Peter Panetta was expecting to see major damage when he walked through the door of The Underground Gym for the first time since a fire destroyed two neighbouring buildings, but that wasn't the case.
Underground Gym operator Peter Panetta (Matt Vis/CBC)

Peter Panetta was expecting to see much worse when he walked through the door of The Underground Gym for the first time since a fire destroyed two neighbouring buildings.

Panetta, the long-time founder and operator of the Thunder Bay drop-in centre for underprivileged youth, said he had been told by fire department officials that while the building had been spared from fire, there was some water damage.

But that wasn't the case when he opened the door.

There's nothing wrong, he said.

"They did a fantastic job. I'm so proud of these firefighters and what they did to save this building for the kids," Panetta said. "It's amazing. There is no damage here."

"When I came in here, just in utter shock, in a positive way. "

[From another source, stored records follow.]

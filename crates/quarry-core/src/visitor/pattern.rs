//! Visitor that finds regular-expression matches in document text.

use regex::Regex;

use super::{HandlerTable, Visitor};
use crate::error::QuarryResult;
use crate::query::PathQuery;
use crate::search::PathSearcher;
use crate::traits::Searcher;
use crate::types::VisitableKind;

/// Searches every text run for a regular expression.
///
/// Images carry no text, so they are refused rather than left unsupported.
#[derive(Debug, Clone)]
pub struct PatternVisitor {
    query: PathQuery,
    pattern: Regex,
    handlers: HandlerTable,
}

impl PatternVisitor {
    pub fn new(pattern: Regex) -> Self {
        Self {
            query: PathQuery::all_text(),
            pattern,
            handlers: HandlerTable::new()
                .search(&[
                    VisitableKind::Html,
                    VisitableKind::Xml,
                    VisitableKind::Svg,
                    VisitableKind::Pdf,
                ])
                .refuse(&[VisitableKind::Image]),
        }
    }

    /// Compile `pattern` and create a visitor for it.
    pub fn from_pattern(pattern: &str) -> QuarryResult<Self> {
        Ok(Self::new(Regex::new(pattern)?))
    }

    pub fn pattern(&self) -> &Regex {
        &self.pattern
    }

    fn searcher(&self) -> PathSearcher {
        PathSearcher::new(self.query.clone()).with_pattern(self.pattern.clone())
    }
}

impl Visitor for PatternVisitor {
    fn name(&self) -> &str {
        "PatternVisitor"
    }

    fn handlers(&self) -> &HandlerTable {
        &self.handlers
    }

    fn query(&self) -> &PathQuery {
        &self.query
    }

    fn create_searcher(&self) -> Box<dyn Searcher> {
        Box::new(self.searcher())
    }

    // A bare text query would return every run, so derived pages keep the pattern.
    fn create_default_searcher(&self) -> Box<dyn Searcher> {
        Box::new(self.searcher())
    }
}

#[cfg(test)]
mod tests {
    use super::*;
    use crate::error::QuarryError;
    use crate::types::{Element, HtmlContainer, ImageContainer, PdfContainer, Visitable};
    use crate::visitor::Dispatcher;

    fn species() -> Dispatcher<PatternVisitor> {
        Dispatcher::new(PatternVisitor::from_pattern(r"[A-Z]\. [a-z]+").unwrap())
    }

    #[test]
    fn test_finds_matches_in_text_runs() {
        let page = HtmlContainer::new(
            Some("paper.html".into()),
            Element::new("html").with_child(
                Element::new("body")
                    .with_child(Element::new("p").with_text("Grown with E. coli"))
                    .with_child(Element::new("p").with_text("and B. subtilis, then E. coli again")),
            ),
        );
        let tree = species().visit(&Visitable::html(vec![page])).unwrap();

        let list = &tree.root().unwrap().children()[0];
        let values: Vec<_> = list.children().iter().map(|m| m.value().unwrap()).collect();
        assert_eq!(values, vec!["E. coli", "B. subtilis", "E. coli"]);
        assert_eq!(list.children()[1].location(), Some("/html[1]/body[1]/p[2]/text()[1]"));
    }

    #[test]
    fn test_image_is_not_applicable() {
        let image = Visitable::image(vec![ImageContainer::new(None, Element::new("image"))]);
        match species().visit(&image).unwrap_err() {
            QuarryError::NotApplicable { visitor, visitable } => {
                assert_eq!(visitor, "PatternVisitor");
                assert_eq!(visitable, "ImageVisitable");
            }
            other => panic!("unexpected error: {other}"),
        }
    }

    #[test]
    fn test_derived_pdf_text_keeps_pattern() {
        let html = HtmlContainer::new(
            Some("doc.pdf".into()),
            Element::new("html")
                .with_child(Element::new("p").with_text("no species, then E. coli")),
        );
        let pdf = PdfContainer::with_derived(Some("doc.pdf".into()), Some(html), None);
        let tree = species().visit(&Visitable::pdf(vec![pdf])).unwrap();
        assert_eq!(tree.match_count(), 1);
        assert_eq!(tree.root().unwrap().children()[0].children()[0].value(), Some("E. coli"));
    }

    #[test]
    fn test_invalid_pattern_is_an_error() {
        assert!(matches!(
            PatternVisitor::from_pattern("(unclosed"),
            Err(QuarryError::Regex(_))
        ));
    }
}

A late Tuesday night fire on Simpson Street destroyed the adjacent Hells' Angels clubhouse, and a neighbouring cabinets shop.

Panetta learned about the blaze that night after getting a voicemail from somebody he knew, who said it looked like The Underground Gym was on fire.

"I knew I couldn't do anything about it. I wasn't going to wake up my grandchildren and go down and have a look," Panetta said.

"There's nothing I can do. I just pondered the options for about an hour in bed laying there thinking, 'hmm that's an interesting scenario what am i going to do?' And then in the morning I looked at some of the footage on Facebook and I said 'yeah, that doesn't look too good."

Panetta said boxing the central activity at The Underground Gym, but kids can get music lessons, shoot a game of pool, read books and have a bite to eat.

"It means everything to them," Panetta said.

The Underground Gym has a small bus, which Panetta said is used to take the youth on outings into the community. He said a group went bowling on Wednesday night and then swimming on Thursday night, while the facility is without heat and power.

"They love the outings anyway," he said. "It's another option for the kids and works out really, really well. Even if we can't open it next week we'll be able to access other external activities."

Panetta, who originally bought the buildings for $200 through a city tax sale, said they're in a state of disrepair, despite emerging from the fire unscathed. The floor under the boxing ring has started sinking in and the roof leaks.

He said he thought the fire would be the final "nail in the coffin" of the buildings, and has started to look at other possible locations.

The outpouring on social media by people who thought the facility was lost shows important it is, he said.

"I'm grateful for the kindness people have shown, and that just goes to show the significance of having not only a facility like this here, but how we really need them all over the city," Panetta said. "We need facilities that are accessible for the children.